The predicted strength of Apple TV+, as well as Morgan Stanley's belief that iPhone sales will return "to growth as replacement cycles peak," is why Morgan Stanley raised its price target for Apple stock to $289 from $247, a 17% increase. It's currently the highest price target among 33 analysts covering Apple, according to FactSet.

Huberty is bullish on Apple TV+ growth, even if only a small fraction of people who pick up the free year end up paying to subscribe.

"With an attractive price point at $4.99/month, and wide initial distribution to the Apple installed base via the bundled free year offer, we estimate Apple TV+ can become a $9B revenue business with 136M paid subscribers by FY25, assuming just 1 in every 10 Apple user pays for the Service by FY25," Huberty wrote.

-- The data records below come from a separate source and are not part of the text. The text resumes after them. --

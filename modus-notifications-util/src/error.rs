use thiserror::Error;

/// Failure to turn an inline image payload into a cached file.
///
/// Always non-fatal to notification delivery; callers fall back to the
/// app icon or the default icon.
#[derive(Debug, Error)]
pub enum DecodeError {
    #[error("invalid image dimensions {width}x{height}")]
    InvalidDimensions { width: i32, height: i32 },
    #[error("image data truncated: expected {expected} bytes, got {actual}")]
    Truncated { expected: usize, actual: usize },
    #[error("unsupported channel count {0}")]
    UnsupportedChannels(i32),
    #[error("malformed image payload: {0}")]
    Payload(String),
    #[error("resize failed: {0}")]
    Resize(String),
    #[error(transparent)]
    Image(#[from] image::ImageError),
    #[error(transparent)]
    Io(#[from] std::io::Error),
}

#[derive(Debug, Error)]
pub enum EngineError {
    /// Malformed inbound payload; no record is created.
    #[error("invalid notification payload: {0}")]
    Validation(String),
    /// Action key not declared by the notification; the record is untouched.
    #[error("action {key:?} is not declared by notification {id}")]
    InvalidAction { id: u32, key: String },
    #[error(transparent)]
    Decode(#[from] DecodeError),
    /// Close or action referencing an id that is already gone. Expected in
    /// races with the source; logged rather than surfaced.
    #[error("no active notification with id {0}")]
    NotFound(u32),
}
//! Per-notification expiry countdowns.
//!
//! Each controller owns at most one armed sleep task. Expiry is pushed
//! into the engine's message channel; every other transition is driven
//! synchronously by the engine. Cancellation bumps a generation counter so
//! an expiry message that was already in flight is recognized as stale and
//! dropped.

use std::time::Duration;

use tokio::sync::mpsc;
use tokio::task::JoinHandle;
use tokio::time::Instant;

use crate::handlers::messages::Message;

#[derive(Debug, Clone, Copy, PartialEq, Eq)]
pub enum TimerState {
    Running,
    Paused,
    Expired,
    Cancelled,
}

pub struct TimeoutController {
    id: u32,
    state: TimerState,
    /// Budget left on the countdown; `None` never expires
    remaining: Option<Duration>,
    /// When the current running stretch began
    resumed_at: Option<Instant>,
    generation: u64,
    task: Option<JoinHandle<()>>,
    messages: mpsc::Sender<Message>,
}

impl TimeoutController {
    /// Create a running controller. `timeout` of `None` means the record
    /// never expires on its own; it still participates in pause/resume and
    /// can only be ended by cancel.
    pub fn start(id: u32, timeout: Option<Duration>, messages: mpsc::Sender<Message>) -> Self {
        let mut controller = Self {
            id,
            state: TimerState::Running,
            remaining: timeout,
            resumed_at: None,
            generation: 0,
            task: None,
            messages,
        };
        controller.arm();
        controller
    }

    #[allow(dead_code)]
    pub fn state(&self) -> TimerState {
        self.state
    }

    /// Budget left right now, accounting for time elapsed since the last
    /// resume. `None` for never-expiring controllers.
    #[allow(dead_code)]
    pub fn remaining(&self) -> Option<Duration> {
        let remaining = self.remaining?;
        match (self.state, self.resumed_at) {
            (TimerState::Running, Some(resumed_at)) => {
                Some(remaining.saturating_sub(resumed_at.elapsed()))
            }
            _ => Some(remaining),
        }
    }

    fn arm(&mut self) {
        let Some(remaining) = self.remaining else {
            return;
        };
        self.resumed_at = Some(Instant::now());
        let messages = self.messages.clone();
        let id = self.id;
        let generation = self.generation;
        self.task = Some(tokio::spawn(async move {
            tokio::time::sleep(remaining).await;
            _ = messages.send(Message::Timeout { id, generation }).await;
        }));
    }

    fn disarm(&mut self) {
        self.generation += 1;
        if let Some(task) = self.task.take() {
            task.abort();
        }
    }

    /// Freeze the countdown, preserving the remaining budget exactly.
    /// Pausing an already-paused or terminal controller is a no-op.
    pub fn pause(&mut self) {
        if self.state != TimerState::Running {
            return;
        }
        self.disarm();
        if let (Some(remaining), Some(resumed_at)) = (self.remaining, self.resumed_at) {
            self.remaining = Some(remaining.saturating_sub(resumed_at.elapsed()));
        }
        self.resumed_at = None;
        self.state = TimerState::Paused;
    }

    /// Re-arm a paused countdown with its preserved budget. Resuming a
    /// running or terminal controller is a no-op.
    pub fn resume(&mut self) {
        if self.state != TimerState::Paused {
            return;
        }
        self.state = TimerState::Running;
        self.arm();
    }

    /// Restart the countdown from a fresh budget, e.g. when the source
    /// replaces the record.
    pub fn restart(&mut self, timeout: Option<Duration>) {
        if matches!(self.state, TimerState::Expired | TimerState::Cancelled) {
            return;
        }
        self.disarm();
        self.remaining = timeout;
        self.resumed_at = None;
        self.state = TimerState::Running;
        self.arm();
    }

    /// Terminal stop. No expiry message is delivered after this returns,
    /// even one already in flight.
    pub fn cancel(&mut self) {
        if matches!(self.state, TimerState::Expired | TimerState::Cancelled) {
            return;
        }
        self.disarm();
        self.resumed_at = None;
        self.state = TimerState::Cancelled;
    }

    /// Acknowledge a delivered expiry message. Returns false for stale
    /// generations and non-running states; true marks the controller
    /// expired.
    pub fn note_expired(&mut self, generation: u64) -> bool {
        if self.state != TimerState::Running || generation != self.generation {
            return false;
        }
        self.task = None;
        self.remaining = Some(Duration::ZERO);
        self.resumed_at = None;
        self.state = TimerState::Expired;
        true
    }
}

impl Drop for TimeoutController {
    fn drop(&mut self) {
        if let Some(task) = self.task.take() {
            task.abort();
        }
    }
}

Apple TV+ enters a competitive market. Disney is preparing a streaming service launch just days after Apple, NBCUniversal plans its own service called Peacock, and AT&T's WarnerMedia will launch a service under the HBO brand name. Netflix is the current leader in the market with over 158 million subscribers around the world.

One standing issue is how Apple will account for the free year of Apple TV+. Analysts from Barclays and Goldman Sachs have previously outlined how they think the costs will be handled on Apple's books. Apple said in September: "We do not expect the introduction of Apple TV+, including the accounting treatment for the service, to have a material impact on our financial results."

Morgan Stanley's analysis lines up with Apple's statement.

"For Apple TV+ to have a more material impact to our near term estimates, we'd have to assume 1) Apple TV+ production costs are significantly higher at the launch of the Service, and/or 2) more users redeem the Apple 12 month free offer with the purchase of a device," Huberty wrote.

"With a growing list of catalysts, including accelerating Services growth and multiple expansion ahead of the 5G iPhone launch, and an attractive 8% total dividend + buyback yield, we continue to view Apple as our top pick into 2020," Huberty wrote.

CNBC's Michael Bloom contributed to this story.